You made me remember why I do what I do. By the nice simple gesture of giving me a dessert you insisted I try, reminded me that I cook for the pure gift of sharing that passion with people around me. You showed me with your eyes and your words that this bakery wasn’t only about the business, but because you love what you do. Your passion radiates off of you and without you knowing, you made mine brighter.

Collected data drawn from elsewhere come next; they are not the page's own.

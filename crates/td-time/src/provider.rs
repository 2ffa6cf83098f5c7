//! `WorkdayProvider` trait and the rule-based providers that seed day sets.
//!
//! A provider knows which calendar days are business days.  The registry
//! asks it once for every business day in a window and freezes the answer
//! into a [`DaySet`](crate::day_set::DaySet); after that the provider is
//! never consulted again.

use crate::date::Date;

/// A source of business days.
pub trait WorkdayProvider: std::fmt::Debug + Send + Sync {
    /// Human-readable name (e.g. `"China (SSE)"`).
    fn name(&self) -> &str;

    /// Return `true` if `date` is a business day.
    fn is_business_day(&self, date: Date) -> bool;

    /// Return `true` if `date` is a weekend according to this provider.
    ///
    /// Most providers consider Saturday and Sunday as weekends.
    fn is_weekend(&self, date: Date) -> bool {
        date.weekday().is_weekend()
    }

    /// Return every business day in `[from, to]`, ascending.
    ///
    /// Returns an empty list when `from > to`.
    fn workdays(&self, from: Date, to: Date) -> Vec<Date> {
        let mut days = Vec::new();
        let mut d = from;
        while d <= to {
            if self.is_business_day(d) {
                days.push(d);
            }
            match d.add_days(1) {
                Ok(next) => d = next,
                Err(_) => break,
            }
        }
        days
    }
}

/// A provider that treats only Saturdays and Sundays as non-business days.
#[derive(Debug, Clone, Copy, Default)]
pub struct WeekendsOnly;

impl WorkdayProvider for WeekendsOnly {
    fn name(&self) -> &str {
        "Weekends Only"
    }

    fn is_business_day(&self, date: Date) -> bool {
        !self.is_weekend(date)
    }
}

There I was sitting in my car figuring out what to do. I had at least an hour and a half to kill before I had to make it into work. I sat there for a while listening to my favorite music station on Pandora: Amos Lee. This station brings such peace and clarity into my mind. I wasn’t thinking of much, just staring out the windshield letting the sun warm up my cheeks. For some reason I felt compelled to look right. There it was, a sign that said, “Antonio’s Greek Bakery.” Without hesitation, I turned my car off, open the door, step outside, and started walking right to the entrance.
Standing outside of this Greek bakery, I could see through the windows of something cute and itty bitty. It was a place with very few tables and minimal décor, which I found charming. Shortly, I opened the door, to notice I was standing in there alone. A counter in front of me filled with a display of decadent Greek desserts caught my attention.
Music filled my ears and the room gave off the fragrance of cinnamon, roasted nuts, and honey. I noticed this little kitchen behind the many delightful desserts I soon wanted to devour. I saw a man’s head moving back and forth through the window. I smiled and said, “hello.” He came out of the kitchen divided by a little door. With flour on his face, wearing a white apron stood an older gentleman with a little hair on the top of his head. He greeted me with this comforting smile and these warm inviting brown eyes. I never did ask the man what his name was, but for now, I’ll call him Antonio.
We spoke for a brief 10 minutes about his bakery and the desserts I was looking at. I had my eyes on the baklava and I told him I’d like to buy some for a friend. After laughing and exchanging a conversation I’d remember for a long time, I found myself paying him for what I came there for. With his exceptional hospitality, I told him to keep the change. With the look on his face, I can tell that I caught him by surprise and he told me, “You wait there, I have something delicious for you I want you to taste. It will be the best dessert you’ll ever have,” and he disappeared into that tiny kitchen.
A moment later he walked out with this little plastic box filled with a dessert I’ve never tried before. He described it telling me it was nice custard baked in between phyllo dough. It was topped with a honey simple syrup and a little sprinkle of cinnamon. Looking at him while he described it brought me home. It brought me to a place I’ve been longing for a while now. Antonio reminded me of something, he inspired me.
Shortly I thanked him, asked him for a business card, smiled, and walked out the door. As soon as I got into the car, I just knew I had to try this dessert and a little baklava. The smell of them both in front of me made my mouth water. This creamy custard had this flaky, buttery phyllo on the bottom and top of of it. The subtle sweetness of the custard complimented the warmth of the honey syrup that went with it. I was in heaven.